### DATA
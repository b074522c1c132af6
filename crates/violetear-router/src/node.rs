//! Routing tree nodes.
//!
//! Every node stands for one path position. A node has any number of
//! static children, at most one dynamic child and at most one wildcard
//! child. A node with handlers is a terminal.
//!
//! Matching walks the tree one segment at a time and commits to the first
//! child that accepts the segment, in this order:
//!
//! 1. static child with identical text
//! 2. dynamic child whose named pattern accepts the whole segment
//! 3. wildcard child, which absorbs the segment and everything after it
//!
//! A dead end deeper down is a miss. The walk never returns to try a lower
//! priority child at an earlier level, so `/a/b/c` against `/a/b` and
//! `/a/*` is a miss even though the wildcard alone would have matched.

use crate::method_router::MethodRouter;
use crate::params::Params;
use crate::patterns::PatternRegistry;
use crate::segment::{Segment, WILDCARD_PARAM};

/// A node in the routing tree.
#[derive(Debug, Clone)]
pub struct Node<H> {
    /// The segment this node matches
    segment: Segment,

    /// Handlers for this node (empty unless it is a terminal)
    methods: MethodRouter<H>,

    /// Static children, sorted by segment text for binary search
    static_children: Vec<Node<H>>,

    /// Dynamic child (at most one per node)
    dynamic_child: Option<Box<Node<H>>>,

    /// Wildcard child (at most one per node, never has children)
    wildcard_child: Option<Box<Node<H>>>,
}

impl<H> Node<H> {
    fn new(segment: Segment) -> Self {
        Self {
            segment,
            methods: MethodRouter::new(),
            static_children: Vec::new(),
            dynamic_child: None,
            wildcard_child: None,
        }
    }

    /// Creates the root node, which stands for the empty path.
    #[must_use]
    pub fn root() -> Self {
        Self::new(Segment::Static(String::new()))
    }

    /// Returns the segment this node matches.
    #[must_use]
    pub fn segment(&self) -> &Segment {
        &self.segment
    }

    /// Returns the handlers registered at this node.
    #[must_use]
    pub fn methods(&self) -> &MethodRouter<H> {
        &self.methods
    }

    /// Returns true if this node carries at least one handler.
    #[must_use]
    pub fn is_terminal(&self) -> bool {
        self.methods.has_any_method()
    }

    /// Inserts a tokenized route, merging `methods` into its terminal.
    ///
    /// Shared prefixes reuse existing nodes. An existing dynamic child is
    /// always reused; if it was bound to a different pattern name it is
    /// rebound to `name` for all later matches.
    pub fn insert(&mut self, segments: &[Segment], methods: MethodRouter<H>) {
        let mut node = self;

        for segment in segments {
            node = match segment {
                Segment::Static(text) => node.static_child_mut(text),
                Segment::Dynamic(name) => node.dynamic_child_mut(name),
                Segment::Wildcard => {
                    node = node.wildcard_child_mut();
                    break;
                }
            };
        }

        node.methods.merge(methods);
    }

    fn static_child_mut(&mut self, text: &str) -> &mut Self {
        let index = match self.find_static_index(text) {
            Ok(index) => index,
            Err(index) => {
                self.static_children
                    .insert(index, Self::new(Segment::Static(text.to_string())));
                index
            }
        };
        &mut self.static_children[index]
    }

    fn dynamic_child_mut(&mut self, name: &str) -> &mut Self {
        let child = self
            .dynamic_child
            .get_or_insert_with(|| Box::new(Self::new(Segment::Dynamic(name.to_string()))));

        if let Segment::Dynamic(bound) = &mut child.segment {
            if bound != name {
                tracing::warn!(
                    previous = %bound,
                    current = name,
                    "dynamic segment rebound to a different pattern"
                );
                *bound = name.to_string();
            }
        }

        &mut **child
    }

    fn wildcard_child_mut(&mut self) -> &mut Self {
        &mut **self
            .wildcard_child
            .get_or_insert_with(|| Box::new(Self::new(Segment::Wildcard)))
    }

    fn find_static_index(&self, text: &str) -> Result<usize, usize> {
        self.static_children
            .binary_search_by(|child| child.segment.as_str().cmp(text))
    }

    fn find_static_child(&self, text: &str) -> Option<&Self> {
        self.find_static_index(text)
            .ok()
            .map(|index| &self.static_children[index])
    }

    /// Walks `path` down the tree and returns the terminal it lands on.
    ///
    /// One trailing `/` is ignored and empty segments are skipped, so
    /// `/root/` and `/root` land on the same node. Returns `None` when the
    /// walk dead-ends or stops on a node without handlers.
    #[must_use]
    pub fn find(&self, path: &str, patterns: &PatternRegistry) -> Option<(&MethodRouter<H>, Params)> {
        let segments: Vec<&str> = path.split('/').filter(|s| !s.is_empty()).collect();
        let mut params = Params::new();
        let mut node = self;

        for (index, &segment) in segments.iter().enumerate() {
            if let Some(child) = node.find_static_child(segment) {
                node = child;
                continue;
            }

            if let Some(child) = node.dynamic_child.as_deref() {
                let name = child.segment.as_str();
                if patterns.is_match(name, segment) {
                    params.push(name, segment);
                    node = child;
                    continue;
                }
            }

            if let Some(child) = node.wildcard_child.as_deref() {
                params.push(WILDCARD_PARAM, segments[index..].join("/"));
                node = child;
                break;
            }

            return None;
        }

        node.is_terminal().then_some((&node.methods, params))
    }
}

* * *

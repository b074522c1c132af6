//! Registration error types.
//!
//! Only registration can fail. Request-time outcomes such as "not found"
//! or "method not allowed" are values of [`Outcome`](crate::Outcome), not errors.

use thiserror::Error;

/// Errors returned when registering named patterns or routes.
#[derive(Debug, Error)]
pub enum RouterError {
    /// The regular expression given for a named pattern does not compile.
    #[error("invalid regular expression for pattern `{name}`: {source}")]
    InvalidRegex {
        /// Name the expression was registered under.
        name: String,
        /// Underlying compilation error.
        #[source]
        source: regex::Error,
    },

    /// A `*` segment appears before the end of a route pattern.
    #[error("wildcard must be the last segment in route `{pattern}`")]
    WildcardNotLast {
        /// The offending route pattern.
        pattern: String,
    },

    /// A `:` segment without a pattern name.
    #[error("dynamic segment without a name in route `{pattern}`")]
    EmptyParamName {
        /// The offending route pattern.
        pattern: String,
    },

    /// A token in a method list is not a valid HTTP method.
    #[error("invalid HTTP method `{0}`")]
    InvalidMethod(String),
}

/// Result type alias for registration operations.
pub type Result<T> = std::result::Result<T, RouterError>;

==

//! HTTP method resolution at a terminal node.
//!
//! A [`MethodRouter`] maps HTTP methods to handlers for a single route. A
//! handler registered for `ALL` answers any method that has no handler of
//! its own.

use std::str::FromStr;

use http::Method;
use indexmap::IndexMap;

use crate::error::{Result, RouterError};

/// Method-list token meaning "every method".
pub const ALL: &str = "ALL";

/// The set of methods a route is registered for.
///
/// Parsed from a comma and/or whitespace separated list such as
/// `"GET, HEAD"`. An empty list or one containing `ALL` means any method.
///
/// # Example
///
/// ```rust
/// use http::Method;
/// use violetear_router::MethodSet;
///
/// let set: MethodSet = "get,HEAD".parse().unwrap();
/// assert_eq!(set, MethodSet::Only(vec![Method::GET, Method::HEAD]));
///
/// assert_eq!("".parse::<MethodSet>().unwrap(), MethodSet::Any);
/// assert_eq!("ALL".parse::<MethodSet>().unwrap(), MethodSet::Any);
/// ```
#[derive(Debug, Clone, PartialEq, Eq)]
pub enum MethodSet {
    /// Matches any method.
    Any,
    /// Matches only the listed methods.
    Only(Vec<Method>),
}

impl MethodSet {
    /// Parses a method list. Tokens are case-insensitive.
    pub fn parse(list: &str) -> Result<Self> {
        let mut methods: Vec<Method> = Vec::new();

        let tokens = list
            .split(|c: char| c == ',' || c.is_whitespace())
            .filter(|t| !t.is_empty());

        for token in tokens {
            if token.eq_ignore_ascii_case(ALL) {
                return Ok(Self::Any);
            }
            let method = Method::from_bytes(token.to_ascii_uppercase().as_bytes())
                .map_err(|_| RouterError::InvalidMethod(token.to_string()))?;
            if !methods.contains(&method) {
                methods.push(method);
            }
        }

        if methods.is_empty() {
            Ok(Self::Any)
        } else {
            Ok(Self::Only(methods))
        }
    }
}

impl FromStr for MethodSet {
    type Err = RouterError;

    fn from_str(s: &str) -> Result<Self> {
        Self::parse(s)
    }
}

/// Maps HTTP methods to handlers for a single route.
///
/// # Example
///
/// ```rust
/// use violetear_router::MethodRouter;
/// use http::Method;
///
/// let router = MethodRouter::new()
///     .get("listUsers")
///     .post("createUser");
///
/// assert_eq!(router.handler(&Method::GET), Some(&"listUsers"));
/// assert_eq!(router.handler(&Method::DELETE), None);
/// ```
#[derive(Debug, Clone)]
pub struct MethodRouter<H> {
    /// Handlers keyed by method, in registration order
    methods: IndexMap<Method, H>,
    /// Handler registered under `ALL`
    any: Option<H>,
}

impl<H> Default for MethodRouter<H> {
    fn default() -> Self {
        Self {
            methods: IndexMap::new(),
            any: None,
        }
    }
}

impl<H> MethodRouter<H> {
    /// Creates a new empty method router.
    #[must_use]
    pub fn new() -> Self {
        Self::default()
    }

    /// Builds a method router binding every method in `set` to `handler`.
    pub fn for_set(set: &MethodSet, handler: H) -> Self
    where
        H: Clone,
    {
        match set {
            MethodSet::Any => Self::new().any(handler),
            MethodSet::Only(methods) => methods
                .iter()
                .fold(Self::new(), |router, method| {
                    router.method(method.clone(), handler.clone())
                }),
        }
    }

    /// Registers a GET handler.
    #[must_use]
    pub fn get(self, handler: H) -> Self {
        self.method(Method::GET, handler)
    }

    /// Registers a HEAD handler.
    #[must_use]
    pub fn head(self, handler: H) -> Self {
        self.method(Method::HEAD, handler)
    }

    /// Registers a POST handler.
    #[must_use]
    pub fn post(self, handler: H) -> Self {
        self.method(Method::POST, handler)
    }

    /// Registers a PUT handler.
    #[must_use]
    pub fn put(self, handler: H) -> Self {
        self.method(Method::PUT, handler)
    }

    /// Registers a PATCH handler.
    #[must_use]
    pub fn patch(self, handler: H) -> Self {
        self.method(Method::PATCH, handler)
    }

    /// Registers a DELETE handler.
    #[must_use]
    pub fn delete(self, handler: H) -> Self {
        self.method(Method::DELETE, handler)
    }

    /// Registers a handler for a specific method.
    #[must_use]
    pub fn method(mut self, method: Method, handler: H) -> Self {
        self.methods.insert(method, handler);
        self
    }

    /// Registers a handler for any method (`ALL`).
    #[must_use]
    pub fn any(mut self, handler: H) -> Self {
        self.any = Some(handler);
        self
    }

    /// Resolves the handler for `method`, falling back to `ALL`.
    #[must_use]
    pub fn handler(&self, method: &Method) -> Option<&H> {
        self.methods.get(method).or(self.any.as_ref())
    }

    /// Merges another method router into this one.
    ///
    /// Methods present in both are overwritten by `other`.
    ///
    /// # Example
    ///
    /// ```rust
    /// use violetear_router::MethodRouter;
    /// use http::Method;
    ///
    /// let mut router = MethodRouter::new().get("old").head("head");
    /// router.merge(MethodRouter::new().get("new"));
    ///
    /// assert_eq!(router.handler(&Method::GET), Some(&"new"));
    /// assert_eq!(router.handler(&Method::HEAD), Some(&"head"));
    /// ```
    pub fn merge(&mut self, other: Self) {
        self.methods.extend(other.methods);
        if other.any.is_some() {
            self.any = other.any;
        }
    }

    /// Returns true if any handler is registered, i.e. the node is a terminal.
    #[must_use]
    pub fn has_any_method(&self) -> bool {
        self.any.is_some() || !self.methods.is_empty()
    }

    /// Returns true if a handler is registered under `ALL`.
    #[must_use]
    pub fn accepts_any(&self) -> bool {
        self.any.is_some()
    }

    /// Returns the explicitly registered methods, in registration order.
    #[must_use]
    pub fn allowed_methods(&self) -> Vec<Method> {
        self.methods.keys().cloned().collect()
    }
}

### THE TASK
Search each line of the listing for the word "FromStr", then state how many lines contain it and nothing else.

### RESPONSE FOR THIS EXERCISE
2